++++ INPUT DATA ++++

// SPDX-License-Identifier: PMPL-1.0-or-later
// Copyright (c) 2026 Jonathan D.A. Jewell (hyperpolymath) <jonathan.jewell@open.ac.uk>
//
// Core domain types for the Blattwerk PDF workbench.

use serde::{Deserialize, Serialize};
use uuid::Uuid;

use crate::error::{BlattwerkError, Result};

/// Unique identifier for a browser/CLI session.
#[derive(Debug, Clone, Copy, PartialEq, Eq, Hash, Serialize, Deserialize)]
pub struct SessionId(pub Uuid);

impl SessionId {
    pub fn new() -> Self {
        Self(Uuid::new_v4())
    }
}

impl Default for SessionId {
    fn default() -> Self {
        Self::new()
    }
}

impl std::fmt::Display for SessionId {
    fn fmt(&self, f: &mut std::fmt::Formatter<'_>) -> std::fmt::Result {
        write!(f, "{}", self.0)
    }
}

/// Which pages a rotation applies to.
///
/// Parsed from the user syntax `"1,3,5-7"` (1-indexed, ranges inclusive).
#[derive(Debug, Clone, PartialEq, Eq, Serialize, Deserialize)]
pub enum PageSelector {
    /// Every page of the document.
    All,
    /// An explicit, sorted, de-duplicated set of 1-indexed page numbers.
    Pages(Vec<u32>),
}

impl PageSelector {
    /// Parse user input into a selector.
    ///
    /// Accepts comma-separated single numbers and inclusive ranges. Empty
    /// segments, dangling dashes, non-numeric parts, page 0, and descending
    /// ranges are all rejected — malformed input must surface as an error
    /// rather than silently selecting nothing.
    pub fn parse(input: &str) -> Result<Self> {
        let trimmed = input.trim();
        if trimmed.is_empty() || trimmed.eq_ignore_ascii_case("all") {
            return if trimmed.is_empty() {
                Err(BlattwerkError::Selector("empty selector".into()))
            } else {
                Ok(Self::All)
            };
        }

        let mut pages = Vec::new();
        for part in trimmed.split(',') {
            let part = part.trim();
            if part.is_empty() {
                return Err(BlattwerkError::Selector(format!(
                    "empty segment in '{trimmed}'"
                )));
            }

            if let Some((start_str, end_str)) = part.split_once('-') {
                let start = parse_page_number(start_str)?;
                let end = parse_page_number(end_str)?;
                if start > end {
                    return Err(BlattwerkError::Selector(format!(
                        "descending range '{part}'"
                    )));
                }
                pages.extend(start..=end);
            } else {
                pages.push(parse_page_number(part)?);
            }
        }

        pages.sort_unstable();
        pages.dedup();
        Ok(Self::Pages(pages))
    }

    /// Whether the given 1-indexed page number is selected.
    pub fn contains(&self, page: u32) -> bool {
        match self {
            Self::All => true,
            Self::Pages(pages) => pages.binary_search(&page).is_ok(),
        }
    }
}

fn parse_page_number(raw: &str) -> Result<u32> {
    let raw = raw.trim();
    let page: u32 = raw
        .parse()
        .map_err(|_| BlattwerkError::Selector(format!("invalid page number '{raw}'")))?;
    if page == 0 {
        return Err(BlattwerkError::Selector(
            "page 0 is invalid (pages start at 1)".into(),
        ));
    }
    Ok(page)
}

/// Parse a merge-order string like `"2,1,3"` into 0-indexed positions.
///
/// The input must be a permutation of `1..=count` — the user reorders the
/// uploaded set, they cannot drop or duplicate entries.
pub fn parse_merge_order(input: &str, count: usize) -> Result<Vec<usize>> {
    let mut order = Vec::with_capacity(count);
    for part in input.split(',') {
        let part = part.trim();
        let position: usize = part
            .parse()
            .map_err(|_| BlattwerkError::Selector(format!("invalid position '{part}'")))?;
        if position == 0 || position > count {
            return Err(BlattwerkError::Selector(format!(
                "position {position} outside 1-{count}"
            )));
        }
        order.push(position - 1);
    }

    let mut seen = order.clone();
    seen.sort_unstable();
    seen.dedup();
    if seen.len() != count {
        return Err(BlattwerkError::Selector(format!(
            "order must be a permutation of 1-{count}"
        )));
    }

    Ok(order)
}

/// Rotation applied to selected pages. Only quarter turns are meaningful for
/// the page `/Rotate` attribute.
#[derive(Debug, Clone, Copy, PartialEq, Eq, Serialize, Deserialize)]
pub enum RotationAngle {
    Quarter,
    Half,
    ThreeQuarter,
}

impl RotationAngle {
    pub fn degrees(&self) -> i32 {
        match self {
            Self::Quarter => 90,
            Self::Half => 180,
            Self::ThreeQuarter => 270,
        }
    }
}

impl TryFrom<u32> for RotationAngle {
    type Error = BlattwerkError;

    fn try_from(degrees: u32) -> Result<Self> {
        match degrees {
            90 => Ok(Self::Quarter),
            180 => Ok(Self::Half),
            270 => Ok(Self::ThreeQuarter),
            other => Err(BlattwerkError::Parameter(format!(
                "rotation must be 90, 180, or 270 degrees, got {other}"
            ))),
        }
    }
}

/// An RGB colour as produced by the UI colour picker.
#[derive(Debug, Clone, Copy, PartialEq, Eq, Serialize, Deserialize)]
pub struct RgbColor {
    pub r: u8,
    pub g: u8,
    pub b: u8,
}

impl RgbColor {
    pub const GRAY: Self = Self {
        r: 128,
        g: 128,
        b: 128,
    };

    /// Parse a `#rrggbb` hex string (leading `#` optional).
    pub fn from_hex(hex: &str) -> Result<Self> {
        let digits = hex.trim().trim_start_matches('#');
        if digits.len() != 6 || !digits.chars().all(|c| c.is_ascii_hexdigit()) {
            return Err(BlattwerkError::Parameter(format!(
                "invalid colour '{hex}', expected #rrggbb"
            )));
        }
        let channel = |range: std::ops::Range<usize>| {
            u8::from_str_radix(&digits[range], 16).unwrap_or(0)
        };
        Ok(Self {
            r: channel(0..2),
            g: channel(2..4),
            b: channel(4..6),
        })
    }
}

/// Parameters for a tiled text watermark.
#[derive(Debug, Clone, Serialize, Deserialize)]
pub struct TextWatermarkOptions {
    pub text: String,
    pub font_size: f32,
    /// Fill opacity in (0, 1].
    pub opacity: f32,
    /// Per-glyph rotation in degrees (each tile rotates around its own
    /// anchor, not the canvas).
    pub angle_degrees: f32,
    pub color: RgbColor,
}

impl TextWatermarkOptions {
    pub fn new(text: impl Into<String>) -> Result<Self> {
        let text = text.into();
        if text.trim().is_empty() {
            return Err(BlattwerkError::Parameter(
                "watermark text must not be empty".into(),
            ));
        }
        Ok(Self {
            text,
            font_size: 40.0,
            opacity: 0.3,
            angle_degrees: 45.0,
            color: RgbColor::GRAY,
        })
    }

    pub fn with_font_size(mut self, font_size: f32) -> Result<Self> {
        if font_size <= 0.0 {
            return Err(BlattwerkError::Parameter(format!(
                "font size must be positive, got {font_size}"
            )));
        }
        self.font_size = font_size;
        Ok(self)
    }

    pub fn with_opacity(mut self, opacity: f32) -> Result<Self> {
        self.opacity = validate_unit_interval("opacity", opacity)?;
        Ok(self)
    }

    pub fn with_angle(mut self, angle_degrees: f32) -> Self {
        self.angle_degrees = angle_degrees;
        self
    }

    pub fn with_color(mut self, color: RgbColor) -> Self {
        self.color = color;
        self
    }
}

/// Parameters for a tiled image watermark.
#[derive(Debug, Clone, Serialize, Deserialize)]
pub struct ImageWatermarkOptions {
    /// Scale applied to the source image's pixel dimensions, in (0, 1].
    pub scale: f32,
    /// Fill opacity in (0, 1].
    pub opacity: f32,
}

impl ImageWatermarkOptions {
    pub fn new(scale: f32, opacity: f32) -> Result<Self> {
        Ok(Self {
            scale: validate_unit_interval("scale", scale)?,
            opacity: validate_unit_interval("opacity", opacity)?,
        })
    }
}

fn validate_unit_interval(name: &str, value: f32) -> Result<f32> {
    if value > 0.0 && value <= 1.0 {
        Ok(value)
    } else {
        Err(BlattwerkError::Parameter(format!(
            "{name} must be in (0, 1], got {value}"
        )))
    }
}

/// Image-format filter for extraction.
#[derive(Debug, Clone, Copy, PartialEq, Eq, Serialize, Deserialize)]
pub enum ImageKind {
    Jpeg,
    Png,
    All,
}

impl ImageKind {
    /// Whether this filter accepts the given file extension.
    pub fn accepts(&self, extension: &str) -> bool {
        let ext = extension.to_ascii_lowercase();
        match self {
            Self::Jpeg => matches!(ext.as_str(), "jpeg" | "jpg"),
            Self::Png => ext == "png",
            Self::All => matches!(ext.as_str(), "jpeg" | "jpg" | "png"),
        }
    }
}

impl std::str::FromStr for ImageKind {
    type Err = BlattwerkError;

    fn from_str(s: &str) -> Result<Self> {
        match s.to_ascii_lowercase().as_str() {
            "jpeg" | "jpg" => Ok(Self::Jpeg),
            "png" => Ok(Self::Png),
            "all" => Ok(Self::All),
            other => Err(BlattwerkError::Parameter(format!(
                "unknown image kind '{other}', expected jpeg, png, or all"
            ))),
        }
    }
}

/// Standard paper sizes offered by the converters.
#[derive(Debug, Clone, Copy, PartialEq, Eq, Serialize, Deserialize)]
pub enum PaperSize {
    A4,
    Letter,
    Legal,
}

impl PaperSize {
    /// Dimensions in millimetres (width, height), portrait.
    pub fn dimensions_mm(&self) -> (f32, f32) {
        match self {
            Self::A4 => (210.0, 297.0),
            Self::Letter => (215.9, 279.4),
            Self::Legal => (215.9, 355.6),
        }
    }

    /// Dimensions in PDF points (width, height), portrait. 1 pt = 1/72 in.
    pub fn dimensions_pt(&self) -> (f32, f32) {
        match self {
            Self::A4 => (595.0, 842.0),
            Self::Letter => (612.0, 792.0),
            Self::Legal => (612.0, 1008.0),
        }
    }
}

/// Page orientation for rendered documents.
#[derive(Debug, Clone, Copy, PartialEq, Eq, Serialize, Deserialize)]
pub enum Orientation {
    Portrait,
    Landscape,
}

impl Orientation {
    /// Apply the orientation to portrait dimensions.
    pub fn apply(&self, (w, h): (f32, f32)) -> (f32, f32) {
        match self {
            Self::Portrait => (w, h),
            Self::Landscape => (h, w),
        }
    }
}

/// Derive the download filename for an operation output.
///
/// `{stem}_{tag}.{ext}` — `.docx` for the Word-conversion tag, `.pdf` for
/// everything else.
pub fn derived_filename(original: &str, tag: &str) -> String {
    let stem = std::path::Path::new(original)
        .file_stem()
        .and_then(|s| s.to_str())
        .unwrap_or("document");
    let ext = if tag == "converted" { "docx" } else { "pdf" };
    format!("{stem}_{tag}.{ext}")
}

++++
++++ INPUT DATA ++++

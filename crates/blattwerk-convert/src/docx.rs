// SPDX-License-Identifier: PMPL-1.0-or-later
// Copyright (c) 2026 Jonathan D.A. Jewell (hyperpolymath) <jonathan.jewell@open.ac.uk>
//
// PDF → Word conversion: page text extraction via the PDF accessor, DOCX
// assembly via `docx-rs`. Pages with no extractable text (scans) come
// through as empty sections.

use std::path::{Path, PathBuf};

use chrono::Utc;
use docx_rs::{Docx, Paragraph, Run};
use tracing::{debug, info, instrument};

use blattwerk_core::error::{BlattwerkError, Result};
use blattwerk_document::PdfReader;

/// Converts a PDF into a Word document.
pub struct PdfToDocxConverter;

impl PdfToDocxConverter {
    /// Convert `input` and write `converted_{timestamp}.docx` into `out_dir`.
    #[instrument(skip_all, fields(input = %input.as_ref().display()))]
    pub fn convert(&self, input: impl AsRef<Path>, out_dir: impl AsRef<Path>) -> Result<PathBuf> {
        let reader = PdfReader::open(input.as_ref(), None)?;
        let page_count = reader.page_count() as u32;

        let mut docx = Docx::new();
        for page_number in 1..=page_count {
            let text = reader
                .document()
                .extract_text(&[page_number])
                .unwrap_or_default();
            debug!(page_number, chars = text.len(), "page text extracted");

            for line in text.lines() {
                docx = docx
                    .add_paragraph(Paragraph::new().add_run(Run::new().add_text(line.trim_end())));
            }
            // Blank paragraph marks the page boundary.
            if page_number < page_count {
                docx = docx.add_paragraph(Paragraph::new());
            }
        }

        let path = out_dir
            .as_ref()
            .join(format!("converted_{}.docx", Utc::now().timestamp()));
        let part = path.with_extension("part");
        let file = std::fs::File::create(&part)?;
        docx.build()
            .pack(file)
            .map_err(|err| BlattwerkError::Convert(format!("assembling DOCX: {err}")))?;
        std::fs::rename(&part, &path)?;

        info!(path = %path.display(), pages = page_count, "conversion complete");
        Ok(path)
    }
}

++++

WHAT YOU SHOULD DO:
The answer must be every line from the records above that contains "chars".

TASK ANSWER:
        if digits.len() != 6 || !digits.chars().all(|c| c.is_ascii_hexdigit()) {
            debug!(page_number, chars = text.len(), "page text extracted");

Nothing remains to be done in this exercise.